1. #1
    Join Date
    Mar 2011

    Default Solutions for delayed offload times

    I manage an ambulance service in a busy metropolitan area. For years we have endured substantial delays in offloading our patients to ED gurneys. Wait times more than an hour are not uncommon. We have even had situations where we had no available ambulances to respond to emergencies while more than a dozen of our ambulances are tied up waiting for ED beds. Yesterday, I was at one of the hospitals attending a luncheon where the new ED stroke protocol was reviewed. While this was going on, we have a crew waiting in the ED hallway for 2 hours, 24 minutes with a woman suffering stroke symptoms.

    We have tried everything we can think of to fix the problem. We have met with hospital administration, provided data and evaluated process. Our local EMS Agency director even resorted to turning in a local hospital on an EMTALA violation. Nothing has worked. We've considered turning patients over to our own crews and monitoring them ourselves (first in, last out), but we can't seem to figure out the logistics of where to store extra gurneys or how to move the patients within the ED.

    Can anyone out there please offer examples of solutions that have worked for them? Has anyone successfully billed the hospitals for their wait times?

    I look forward to your thoughtful responses and a serious dialogue on this problem.

  2. #2
    Join Date
    Mar 2008
    Pittsburgh, PA


    I can't offer any tested solutions because we don't have this problem here, but I do know a thing or 2 about hospital administrators and their motivations.

    First, get good, solid data (if you don't already have it). What % of crews wait >15 min, what is the average wait, etc. Get it by hospital so you can point to one facility as being worse than the other, or whatever.

    Next, re-meet with the hospitals. If you discover that one hospital is a bigger problem than the others, talk about policy changes that would divert pts away from that hospital. Nothing is more frightening to a hospital than potential lost revenue....

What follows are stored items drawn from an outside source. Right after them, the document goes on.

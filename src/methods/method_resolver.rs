use std::sync::Arc;

use thiserror::Error;
use tracing::trace;

use crate::{
    methods::{GenericBinder, GenericBindings, MethodDescriptor, MethodLibrary, NameCache, ParamKind},
    types::{RuntimeType, TypeCatalog, TypeCompatibility},
};

#[derive(Debug, Clone, PartialEq, Error)]
pub enum ResolutionError {
    #[error("no method {name}({}) matches; known signatures: [{}]", join_types(.args), .known.join("; "))]
    NotFound { name: String, args: Vec<RuntimeType>, known: Vec<String> },
    #[error("call {name}({}) is ambiguous between [{}]", join_types(.args), .candidates.join("; "))]
    Ambiguous { name: String, args: Vec<RuntimeType>, candidates: Vec<String> },
}

pub(crate) fn join_types(types: &[RuntimeType]) -> String {
    types.iter().map(|t| t.to_string()).collect::<Vec<_>>().join(", ")
}

/// Outcome of a successful resolution. Generic descriptors are returned
/// already instantiated.
#[derive(Debug, Clone, PartialEq)]
pub struct ResolvedMethod {
    pub descriptor: Arc<MethodDescriptor>,
    /// Mutator paired with an aggregate getter
    pub setter: Option<Arc<MethodDescriptor>>,
    pub return_type: RuntimeType,
}

impl ResolvedMethod {
    pub fn is_aggregate(&self) -> bool {
        self.setter.is_some()
    }
}

#[derive(Debug, Clone)]
struct Candidate {
    original: Arc<MethodDescriptor>,
    instantiated: MethodDescriptor,
    /// formal type matched by each supplied argument
    formals: Vec<RuntimeType>,
    /// positional formals counted with the params-array expanded
    formal_count: usize,
    expanded_variadic: bool,
    /// bindings inferred from arguments, before unbound generics are closed
    bindings: GenericBindings,
}

/// Resolves call sites against a `MethodLibrary`.
pub struct MethodResolver<'a> {
    library: &'a MethodLibrary,
    catalog: &'a TypeCatalog,
    cache: &'a NameCache,
}

impl<'a> MethodResolver<'a> {
    pub fn new(library: &'a MethodLibrary, catalog: &'a TypeCatalog, cache: &'a NameCache) -> Self {
        Self { library, catalog, cache }
    }

    /// Resolve `name(args)` with an optional bound entity type. Aggregate
    /// getters are resolved together with their `Set<Name>` mutator.
    pub fn resolve(&self, name: &str, args: &[RuntimeType], entity: Option<&RuntimeType>) -> Result<ResolvedMethod, ResolutionError> {
        let overloads = self.library.lookup(name, self.cache);
        if overloads.iter().any(|d| d.is_aggregate_getter()) {
            return self.resolve_aggregate(name, &overloads, args, entity);
        }
        let mut best = self.resolve_among(name, &overloads, args, entity)?;
        Self::close_return(&mut best.instantiated);
        Ok(ResolvedMethod {
            return_type: best.instantiated.return_type.clone(),
            descriptor: Arc::new(best.instantiated),
            setter: None,
        })
    }

    /// Resolution without an entity, used before any source is bound.
    pub fn resolve_raw(&self, name: &str, args: &[RuntimeType]) -> Result<ResolvedMethod, ResolutionError> {
        self.resolve(name, args, None)
    }

    pub fn is_aggregate(&self, name: &str) -> bool {
        self.library.lookup(name, self.cache).iter().any(|d| d.is_aggregate_getter())
    }

    fn resolve_aggregate(
        &self,
        name: &str,
        overloads: &[Arc<MethodDescriptor>],
        args: &[RuntimeType],
        entity: Option<&RuntimeType>,
    ) -> Result<ResolvedMethod, ResolutionError> {
        let getters: Vec<_> = overloads.iter().filter(|d| d.is_aggregate_getter()).cloned().collect();

        let mut getter_args = vec![RuntimeType::String];
        getter_args.extend(args.iter().skip(1).cloned());
        let getter = self.resolve_among(name, &getters, &getter_args, entity)?;

        let setter_name = MethodDescriptor::setter_name(&getter.original.name);
        let setters = self.library.lookup(&setter_name, self.cache);
        let mut setter_args = vec![RuntimeType::String];
        setter_args.extend(args.iter().cloned());
        let setter = self.resolve_among(&setter_name, &setters, &setter_args, entity)?;

        // a generic getter result is fixed by what the mutator accumulates
        let mut instantiated = getter.instantiated;
        instantiated.return_type = instantiated.return_type.substitute(&setter.bindings);
        Self::close_return(&mut instantiated);
        let mut setter_instantiated = setter.instantiated;
        Self::close_return(&mut setter_instantiated);
        let setter = setter_instantiated;

        trace!(getter = %instantiated, setter = %setter, "resolved aggregate pair");
        Ok(ResolvedMethod {
            return_type: instantiated.return_type.clone(),
            descriptor: Arc::new(instantiated),
            setter: Some(Arc::new(setter)),
        })
    }

    fn close_return(descriptor: &mut MethodDescriptor) {
        if descriptor.return_type.is_generic() {
            let mut closing = GenericBindings::new();
            GenericBinder::close(&descriptor.generic_params, &mut closing);
            descriptor.return_type = descriptor.return_type.substitute(&closing);
        }
    }

    fn resolve_among(
        &self,
        name: &str,
        overloads: &[Arc<MethodDescriptor>],
        args: &[RuntimeType],
        entity: Option<&RuntimeType>,
    ) -> Result<Candidate, ResolutionError> {
        let matches: Vec<Candidate> = overloads
            .iter()
            .filter_map(|d| self.try_match(d, args, entity))
            .collect();

        if matches.is_empty() {
            return Err(ResolutionError::NotFound {
                name: name.to_string(),
                args: args.to_vec(),
                known: overloads.iter().map(|d| d.to_string()).collect(),
            });
        }

        self.pick_best(name, args, matches)
    }

    fn try_match(&self, descriptor: &Arc<MethodDescriptor>, args: &[RuntimeType], entity: Option<&RuntimeType>) -> Option<Candidate> {
        if !descriptor.accepts_arg_count(args.len()) {
            trace!(method = %descriptor, supplied = args.len(), "arity mismatch");
            return None;
        }

        let mut bindings = GenericBindings::new();

        for param in descriptor.params.iter().filter(|p| p.kind == ParamKind::InjectedSource) {
            let entity = entity?;
            if param.ty.is_generic() {
                if !GenericBinder::unify(&param.ty, entity, &mut bindings) {
                    return None;
                }
            } else if !self.catalog.is_assignable(entity, &param.ty) {
                trace!(method = %descriptor, %entity, capability = %param.ty, "entity lacks capability");
                return None;
            }
        }

        let positional: Vec<_> = descriptor.positional().collect();
        let fixed_len = positional.iter().take_while(|p| !p.variadic).count();
        let variadic = positional.get(fixed_len).copied();

        // formal type expected at each supplied position
        let mut formals: Vec<RuntimeType> = Vec::with_capacity(args.len());
        let mut expanded_variadic = false;
        let mut formal_count = positional.len();
        for (i, _) in args.iter().enumerate() {
            if i < fixed_len {
                formals.push(positional[i].ty.clone());
            } else if let Some(v) = variadic {
                formals.push(v.ty.clone());
            }
        }

        if let Some(v) = variadic {
            let trailing = &args[fixed_len.min(args.len())..];
            let passes_array = trailing.len() == 1 && trailing[0].element_type().is_some();
            if !passes_array {
                let element = v.ty.element_type().cloned().unwrap_or(RuntimeType::Object);
                for f in formals.iter_mut().skip(fixed_len) {
                    *f = element.clone();
                }
                expanded_variadic = !trailing.is_empty();
                formal_count = fixed_len + trailing.len();
                if element.is_generic() && !trailing.is_empty() {
                    let common = GenericBinder::variadic_element(trailing);
                    if !GenericBinder::unify(&element, &common, &mut bindings) {
                        return None;
                    }
                }
            }
        }

        for (formal, arg) in formals.iter().zip(args) {
            if !GenericBinder::unify(formal, arg, &mut bindings) {
                return None;
            }
        }
        let open = bindings.clone();
        if descriptor.is_generic() {
            GenericBinder::close(&descriptor.generic_params, &mut bindings);
        }

        let formals: Vec<RuntimeType> = formals.iter().map(|f| f.substitute(&bindings)).collect();
        for (formal, arg) in formals.iter().zip(args) {
            if !TypeCompatibility::can_supply(arg, formal, self.catalog) {
                trace!(method = %descriptor, %arg, %formal, "argument not compatible");
                return None;
            }
        }

        let mut instantiated = (**descriptor).clone();
        if descriptor.is_generic() {
            for p in instantiated.params.iter_mut() {
                p.ty = p.ty.substitute(&bindings);
            }
            instantiated.return_type = instantiated.return_type.substitute(&open);
        }

        Some(Candidate {
            original: descriptor.clone(),
            instantiated,
            formals,
            formal_count,
            expanded_variadic,
            bindings: open,
        })
    }

    fn pick_best(&self, name: &str, args: &[RuntimeType], mut matches: Vec<Candidate>) -> Result<Candidate, ResolutionError> {
        if matches.iter().any(|c| !c.original.is_generic()) {
            matches.retain(|c| !c.original.is_generic());
        }

        if let Some(fewest) = matches.iter().map(|c| c.formal_count).min() {
            matches.retain(|c| c.formal_count == fewest);
        }

        if matches.iter().any(|c| !c.expanded_variadic) {
            matches.retain(|c| !c.expanded_variadic);
        }

        if matches.len() == 1 {
            return Ok(matches.remove(0));
        }

        let most_derived: Vec<usize> = (0..matches.len())
            .filter(|&i| {
                matches.iter().enumerate().all(|(j, other)| {
                    i == j
                        || matches[i]
                            .formals
                            .iter()
                            .zip(&other.formals)
                            .all(|(a, b)| TypeCompatibility::is_at_least_as_specific(a, b, self.catalog))
                })
            })
            .collect();

        if let [winner] = most_derived.as_slice() {
            return Ok(matches.swap_remove(*winner));
        }

        Err(ResolutionError::Ambiguous {
            name: name.to_string(),
            args: args.to_vec(),
            candidates: matches.iter().map(|c| c.original.to_string()).collect(),
        })
    }
}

    (Also, consider arranging policies between your service and the hospitals that would allow certain pts to go to the waiting room or a triage nurse, rather than back into an ED bed. I'm sure you have more than a few pts who could have gone by taxi, time to start putting them into the regular line with the pts who did come by car. Our local services divert pts to triage all the time.)

    As a last resort, if you have a reasonable relationship with the local media, start dropping hints about how much time the local ambulances spend out of service, then give them the data you've already developed. The only thing hospitals hate as much as lost revenue is bad publicity.
    Disclaimer: dr-exmedic is just a resident. Give him a break.

  3. #3
    Join Date
    Aug 2002
    Wake Forest, NC USA

    Default Just say no!

    First, if the problem is egregious, you've tried to fix it, and it persists, I'd consider contacting the EMTALA police - your regional CMS folks. There is a letter out there on the web from the Atlanta CMS folks detailing that delays in providing examination and treatment are EMTALA violations.

    Second, don't take patients there. Are you doing what's good for your patients by taking them to somewhere that can't (won't) help them?